_DATA LISTING_.

//! Timeline tile storage and resolution.
//!
//! Every timeline node can independently hide, replace, or inherit any cell.
//! Resolution walks node overlays from the requested position backward to
//! the baseline and returns the first definitive answer. Status resolution
//! and byte resolution intentionally diverge on PENDING: status reporting
//! stops there so in-flight generation is visible immediately, while byte
//! resolution skips it so the map keeps rendering the last good image
//! underneath.
//!
//! Writes serialize per cell on the advisory lock registry; reads take no
//! lock and tolerate transient inconsistency (the client polls).

use std::sync::Arc;

use bytes::Bytes;

use crate::core::coords::TileCoord;
use crate::core::error::Result;
use crate::core::hash::{content_hash, tile_byte_hash};
use crate::core::utils::now_ms;
use crate::storage::locks::LockRegistry;
use crate::storage::meta::{Opinion, TileRecord, TileStatus};
use crate::storage::tile_store::{TileKey, TileStore};
use crate::timeline::context::TimelineContext;

/// Optional inputs to [`TileService::write_ready`]. Omitted fields fall back
/// to the cell's prior values (or are computed).
#[derive(Debug, Clone, Default)]
pub struct WriteOpts {
    /// Precomputed content hash. Computed from seed/version/bytes if absent.
    pub hash: Option<String>,
    /// Generation seed. Falls back to the prior record's seed.
    pub seed: Option<u64>,
}

/// The effective status of a cell as seen from a timeline position.
#[derive(Debug, Clone, PartialEq)]
pub struct EffectiveMeta {
    /// Resolved status.
    pub status: TileStatus,
    /// Content hash of the resolved tile, when one exists.
    pub hash: Option<String>,
    /// `updated_at` of the record that answered, if any record did.
    pub updated_at: Option<u64>,
    /// 1-based timeline position that answered; `None` for baseline answers.
    pub source_index: Option<usize>,
}

/// Per-cell tile storage operations and the resolution walks.
#[derive(Debug)]
pub struct TileService<S> {
    store: Arc<S>,
    locks: Arc<LockRegistry>,
}

impl<S> Clone for TileService<S> {
    fn clone(&self) -> Self {
        Self {
            store: self.store.clone(),
            locks: self.locks.clone(),
        }
    }
}

impl<S: TileStore> TileService<S> {
    /// Create a service over shared storage and locks.
    pub fn new(store: Arc<S>, locks: Arc<LockRegistry>) -> Self {
        Self { store, locks }
    }

    /// Shared handle to the underlying store.
    pub fn store(&self) -> &Arc<S> {
        &self.store
    }

    /// Read a cell's raw record without resolution.
    pub async fn record(&self, key: &TileKey) -> Result<Option<TileRecord>> {
        self.store.read_record(key).await
    }

    /// Mark a cell as generating. Prior hash, seed, and content version are
    /// preserved so the previous content stays addressable while the job
    /// runs.
    pub async fn mark_pending(&self, key: &TileKey) -> Result<TileRecord> {
        let _guard = self.locks.lock_cell(key).await;
        let now = now_ms();
        let record = match self.store.read_record(key).await? {
            Some(mut prior) => {
                prior.status = TileStatus::Pending;
                prior.updated_at = now;
                prior
            }
            None => TileRecord::new(key.coord, TileStatus::Pending, now),
        };
        self.store.write_record(key, &record).await?;
        Ok(record)
    }

    /// Write tile bytes and mark the cell READY. Bytes land before metadata
    /// so a reader that sees the record can always find the file.
    pub async fn write_ready(
        &self,
        key: &TileKey,
        bytes: &[u8],
        opts: WriteOpts,
    ) -> Result<TileRecord> {
        let _guard = self.locks.lock_cell(key).await;
        let now = now_ms();
        let prior = self.store.read_record(key).await?;

        let content_ver = prior.as_ref().map_or(0, |p| p.content_ver) + 1;
        let seed = opts.seed.or_else(|| prior.as_ref().and_then(|p| p.seed));
        let hash = opts.hash.unwrap_or_else(|| {
            content_hash(seed.unwrap_or(0), content_ver, &tile_byte_hash(bytes))
        });

        let record = TileRecord {
            z: key.coord.z,
            x: key.coord.x,
            y: key.coord.y,
            status: TileStatus::Ready,
            hash: Some(hash),
            seed,
            content_ver,
            tombstone: false,
            created_at: prior.as_ref().map_or(now, |p| p.created_at),
            updated_at: now,
        };

        self.store.write_tile(key, bytes).await?;
        self.store.write_record(key, &record).await?;
        Ok(record)
    }

    /// Explicitly delete a cell at this namespace. The tombstone masks any
    /// older content during resolution.
    pub async fn mark_tombstone(&self, key: &TileKey) -> Result<TileRecord> {
        let _guard = self.locks.lock_cell(key).await;
        self.store.delete_tile(key).await?;

        let now = now_ms();
        let prior = self.store.read_record(key).await?;
        let record = TileRecord {
            z: key.coord.z,
            x: key.coord.x,
            y: key.coord.y,
            status: TileStatus::Empty,
            hash: None,
            seed: None,
            content_ver: prior.as_ref().map_or(0, |p| p.content_ver) + 1,
            tombstone: true,
            created_at: prior.as_ref().map_or(now, |p| p.created_at),
            updated_at: now,
        };
        self.store.write_record(key, &record).await?;
        Ok(record)
    }

    /// Roll a PENDING cell back to its prior non-pending state after a
    /// failed generation job: READY if servable bytes and a hash survive,
    /// otherwise EMPTY. No-op when the cell is not pending.
    pub async fn clear_pending(&self, key: &TileKey) -> Result<()> {
        let _guard = self.locks.lock_cell(key).await;
        let Some(mut record) = self.store.read_record(key).await? else {
            return Ok(());
        };
        if record.status != TileStatus::Pending {
            return Ok(());
        }
        let has_bytes = self.store.read_tile(key).await?.is_some();
        record.status = if record.hash.is_some() && has_bytes {
            TileStatus::Ready
        } else {
            TileStatus::Empty
        };
        record.updated_at = now_ms();
        self.store.write_record(key, &record).await
    }

    /// Resolve the effective status of a cell at the context's position.
    ///
    /// Walks node overlays from `context.index` down to 1; the first opinion
    /// wins. PENDING terminates the walk so in-flight generation is visible
    /// regardless of older history; a tombstone or EMPTY record masks
    /// everything before it. With no node opinion, the baseline answers,
    /// including a defensive probe for bytes whose metadata record is
    /// missing.
    pub async fn resolve_effective_meta(
        &self,
        context: &TimelineContext,
        coord: TileCoord,
    ) -> Result<EffectiveMeta> {
        for position in (1..=context.index).rev() {
            let Some(ns) = context.namespace_at(position) else {
                continue;
            };
            let key = TileKey::new(context.map.clone(), ns, coord);
            match Opinion::of(self.store.read_record(&key).await?) {
                Opinion::None => continue,
                Opinion::Pending(rec) => {
                    return Ok(EffectiveMeta {
                        status: TileStatus::Pending,
                        hash: rec.hash,
                        updated_at: Some(rec.updated_at),
                        source_index: Some(position),
                    })
                }
                Opinion::Cleared(rec) => {
                    return Ok(EffectiveMeta {
                        status: TileStatus::Empty,
                        hash: None,
                        updated_at: Some(rec.updated_at),
                        source_index: Some(position),
                    })
                }
                Opinion::Ready(rec) => {
                    return Ok(EffectiveMeta {
                        status: TileStatus::Ready,
                        hash: rec.hash,
                        updated_at: Some(rec.updated_at),
                        source_index: Some(position),
                    })
                }
            }
        }

        let key = TileKey::baseline(context.map.clone(), coord);
        match Opinion::of(self.store.read_record(&key).await?) {
            Opinion::Pending(rec) => Ok(EffectiveMeta {
                status: TileStatus::Pending,
                hash: rec.hash,
                updated_at: Some(rec.updated_at),
                source_index: None,
            }),
            Opinion::Ready(rec) => Ok(EffectiveMeta {
                status: TileStatus::Ready,
                hash: rec.hash,
                updated_at: Some(rec.updated_at),
                source_index: None,
            }),
            Opinion::None | Opinion::Cleared(_) => {
                // Metadata and bytes can be out of sync; bytes on disk still
                // count as servable content.
                match self.store.read_tile(&key).await? {
                    Some(bytes) => Ok(EffectiveMeta {
                        status: TileStatus::Ready,
                        hash: Some(tile_byte_hash(&bytes)),
                        updated_at: None,
                        source_index: None,
                    }),
                    None => Ok(EffectiveMeta {
                        status: TileStatus::Empty,
                        hash: None,
                        updated_at: None,
                        source_index: None,
                    }),
                }
            }
        }
    }

    /// Resolve the bytes to serve for a cell at the context's position.
    ///
    /// Same backward walk, with two deliberate differences: a PENDING
    /// overlay never terminates the walk (previously-READY content keeps
    /// rendering while a job is in flight, whether it survives in this
    /// overlay or an older one), and a READY overlay whose file is missing
    /// is skipped rather than failed (tolerates partial writes). A tombstone
    /// or EMPTY overlay returns `None` immediately; deletion is final.
    pub async fn resolve_effective_buffer(
        &self,
        context: &TimelineContext,
        coord: TileCoord,
    ) -> Result<Option<Bytes>> {
        for position in (1..=context.index).rev() {
            let Some(ns) = context.namespace_at(position) else {
                continue;
            };
            let key = TileKey::new(context.map.clone(), ns, coord);
            match Opinion::of(self.store.read_record(&key).await?) {
                Opinion::None => continue,
                Opinion::Cleared(_) => return Ok(None),
                Opinion::Ready(_) | Opinion::Pending(_) => {
                    if let Some(bytes) = self.store.read_tile(&key).await? {
                        return Ok(Some(bytes));
                    }
                    // Metadata ahead of bytes (or a pending first write);
                    // keep walking.
                }
            }
        }

        let key = TileKey::baseline(context.map.clone(), coord);
        self.store.read_tile(&key).await
    }
}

_TASK OBJECTIVE_. Read the listing above, then copy every line that includes the string "TileService".

_OUTPUT FOR THIS TASK_.
/// Optional inputs to [`TileService::write_ready`]. Omitted fields fall back
pub struct TileService<S> {
impl<S> Clone for TileService<S> {
impl<S: TileStore> TileService<S> {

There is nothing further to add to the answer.